TORT. Writ in the Superior Court dated July 1, 1943.
The case was tried before Collins, J.
H. A. Carney, for the plaintiff.
R. N. Daley, for the defendant.
SPALDING, J. This is an action of tort to recover for personal injuries sustained by the plaintiff by reason of the alleged negligence of the defendant. At the close of the plaintiff's evidence the judge directed a verdict for the defendant subject to the plaintiff's exception, which presents the only question in the case.
These facts could have been found: On December 19, 1933, the defendant became the owner of two apartment houses with entrances at 242 and 244 Warren Street, Roxbury. Thereafter, on June 15, 1934, the defendant conveyed them to one Elizabeth Reardon for $296,000 and at the same time took back from her a mortgage of the properties to secure payment of her note to the defendant for a like amount. On October 30, 1942, the defendant made entry to foreclose the mortgage and notified the plaintiff that it had done so.

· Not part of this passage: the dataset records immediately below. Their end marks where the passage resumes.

//! `unidbg info`: list the printer catalog.

use anyhow::{bail, Result};
use serde::Serialize;
use unidbg_core::ProcessImage;
use unidbg_registry::Session;

/// One catalog row.
#[derive(Debug, Clone, Serialize)]
pub struct PrinterInfo {
    pub category: String,
    pub name: String,
    pub match_kind: String,
    pub pattern: String,
    pub versions: String,
    pub enabled: bool,
    /// Whether the range covers the session's library version.
    pub applies: bool,
}

/// The full report.
#[derive(Debug, Clone, Serialize)]
pub struct InfoReport {
    pub library_version: Option<String>,
    pub printers: Vec<PrinterInfo>,
}

/// Collect the catalog of a session.
pub fn report(session: &Session<ProcessImage>) -> InfoReport {
    let version = session.version();
    let printers = session
        .registry()
        .catalog()
        .map(|entry| PrinterInfo {
            category: entry.category.to_string(),
            name: entry.name.to_string(),
            match_kind: entry.match_kind.name().to_string(),
            pattern: entry.pattern.to_string(),
            versions: entry.versions.to_string(),
            enabled: entry.enabled,
            applies: version.is_some_and(|v| entry.versions.contains(v)),
        })
        .collect();
    InfoReport {
        library_version: version.map(ToString::to_string),
        printers,
    }
}

/// Render the report as plain text.
pub fn to_text(report: &InfoReport) -> String {
    let mut out = format!(
        "library version: {}\n",
        report.library_version.as_deref().unwrap_or("unknown")
    );
    for p in &report.printers {
        let state = match (p.enabled, p.applies) {
            (false, _) => "disabled",
            (true, false) => "inactive",
            (true, true) => "active",
        };
        out.push_str(&format!(
            "  {:<9} {};{:<22} {:<6} {:<24} {}\n",
            state, p.category, p.name, p.match_kind, p.pattern, p.versions
        ));
    }
    out
}

/// Print the catalog in `format` (text or json).
pub fn run(session: &Session<ProcessImage>, format: &str) -> Result<()> {
    let report = report(session);
    match format {
        "text" => print!("{}", to_text(&report)),
        "json" => println!("{}", serde_json::to_string_pretty(&report)?),
        other => bail!("unknown format '{other}' (expected text or json)"),
    }
    Ok(())
}

#[cfg(test)]
mod tests {
    use super::*;
    use crate::commands::{fixtures, open_session, Toggles};
    use crate::config::Config;

    fn session(toggles: &Toggles, config: &Config) -> Session<ProcessImage> {
        let dir = tempfile::tempdir().unwrap();
        let snapshot = fixtures::write_snapshot(dir.path());
        open_session(&snapshot, config, toggles).unwrap()
    }

    #[test]
    fn report_lists_catalog_with_state() {
        let toggles = Toggles {
            enable: Vec::new(),
            disable: vec!["unitex;UnitexString".to_string()],
        };
        let report = report(&session(&toggles, &Config::default()));
        assert_eq!(report.library_version.as_deref(), Some("3.3.0"));

        let ustring = report.printers.iter().find(|p| p.name == "Ustring").unwrap();
        assert!(ustring.enabled && ustring.applies);
        assert_eq!(ustring.match_kind, "exact");
        assert_eq!(ustring.versions, "3.1.0..=3.99.99");

        let wrapper = report.printers.iter().find(|p| p.name == "UnitexString").unwrap();
        assert!(!wrapper.enabled);

        let list = report
            .printers
            .iter()
            .find(|p| p.name == "unitex::list_int")
            .unwrap();
        assert_eq!(list.versions, "*");
    }

    #[test]
    fn out_of_range_version_marks_printers_inactive() {
        let config = Config::from_str("[printers]\nversion_override = \"4.2.0\"").unwrap();
        let report = report(&session(&Toggles::default(), &config));
        let ustring = report.printers.iter().find(|p| p.name == "Ustring").unwrap();
        assert!(ustring.enabled && !ustring.applies);
        assert!(to_text(&report).contains("inactive"));
    }

    #[test]
    fn json_report_shape() {
        let report = report(&session(&Toggles::default(), &Config::default()));
        let json: serde_json::Value = serde_json::to_value(&report).unwrap();
        assert_eq!(json["library_version"], "3.3.0");
        assert_eq!(json["printers"][0]["name"], "Ustring");
        assert_eq!(json["printers"][0]["enabled"], true);
    }

    #[test]
    fn unknown_format_is_rejected() {
        let session = session(&Toggles::default(), &Config::default());
        assert!(run(&session, "yaml").is_err());
    }
}
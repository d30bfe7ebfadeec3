//! Registry and formatting error types.

use unidbg_core::HostError;

/// Errors raised while registering descriptors or selecting them.
#[derive(Debug, thiserror::Error)]
pub enum RegistryError {
    /// The descriptor has an empty type pattern.
    #[error("formatter '{name}' has an empty type pattern")]
    EmptyPattern { name: String },

    /// The descriptor's version range has `min > max`.
    #[error("formatter '{name}' has an inverted version range {min} > {max}")]
    InvertedVersionRange {
        name: String,
        min: semver::Version,
        max: semver::Version,
    },

    /// The descriptor's regex pattern does not compile.
    #[error("formatter '{name}' has an invalid pattern: {source}")]
    InvalidRegex {
        name: String,
        #[source]
        source: regex::Error,
    },

    /// A descriptor handle that this registry never issued.
    #[error("unknown formatter handle #{0}")]
    UnknownDescriptor(usize),

    /// A selector string that cannot be parsed.
    #[error("invalid printer selector '{selector}': expected `category` or `category;name`")]
    InvalidSelector { selector: String },
}

/// Errors raised while building or running a formatter for one value.
///
/// These are always scoped to a single value: the caller renders a
/// placeholder for it and carries on.
#[derive(Debug, thiserror::Error)]
pub enum FormatError {
    /// The host failed to inspect the value (unreadable memory, missing type).
    #[error(transparent)]
    Host(#[from] HostError),

    /// The value does not have the shape the formatter expects.
    #[error("formatter '{formatter}' cannot handle a value of type '{type_name}': {detail}")]
    IncompatibleValue {
        formatter: String,
        type_name: String,
        detail: String,
    },

    /// Formatters kept handing values back to each other.
    #[error("formatter delegation exceeded {limit} levels")]
    DelegationDepth { limit: usize },

    /// The handle passed to `instantiate` is not valid.
    #[error(transparent)]
    Registry(#[from] RegistryError),
}

/// Result type alias for formatting operations.
pub type Result<T> = std::result::Result<T, FormatError>;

In front of the apartment houses is a common terrace
which, the defendant concedes, was in its control during the period from October 30, 1942, to February 2, 1943, inclusive. The plaintiff had been a tenant of the apartment house at number 244 Warren Street from some time in 1936 to and including February 2, 1943. To the left of the entrance to number 242 was a conductor pipe which had been broken off at the first floor level so that water did not flow into the drain pipe. On the afternoon of February 1, 1943, the plaintiff had observed that the wind blew water from this pipe across to the steps at number 244. This had happened on several occasions. The conductor pipe, which had been broken off for about a year prior to the accident, had "all rotted away." To the right of the entrance at 244 Warren Street was a conductor which was broken off down at the end so that water "poured out" from it. On February 1, 1943, water was seen coming from this pipe. On the morning of February 2, 1943, the plaintiff slipped and fell on "lumpy ice with little junks in it" which had formed on the terrace near the steps leading to the right of the entrance to 244 Warren Street. [Note 1]
To recover the plaintiff had the burden of showing that her injuries were caused by a failure of the defendant to use reasonable care to keep its premises in as good a condition as that in which they were or appeared to be at the time when the relation of landlord and tenant between her and the defendant first commenced. Sneckner v. Feingold, 314 Mass. 613 , 614, and cases cited.
If liability rests on the condition of the broken conductor near the entrance to 242 Warren Street, it is to be noted that this condition had existed for about a year prior to the date of the accident, which would be about nine months prior to October 30, 1942, the date when the relationship of landlord and tenant between the defendant and the plaintiff commenced. (There is no evidence to support the contention of the plaintiff that this relationship commenced at an earlier date.) In these circumstances the defendant is not liable. Hannaford v. Kinne, 199 Mass.
63. Webber v. Sherman, 254 Mass. 402 . If the conductor near the entrance to 244 Warren Street was the cause of the accident, there is no evidence that the condition complained of was different at the time of the letting from that which obtained on the date of the accident.
We have not overlooked the plaintiff's contention that the defendant's liability with respect to the conductor at the entrance to number 242 might stand on a different footing on the matter of liability from the conductor at the entrance to number 244, but it is without merit.
[Note 1] It is conceded that due and sufficient notice under the statute of the time, place and cause of the accident was given to the defendant.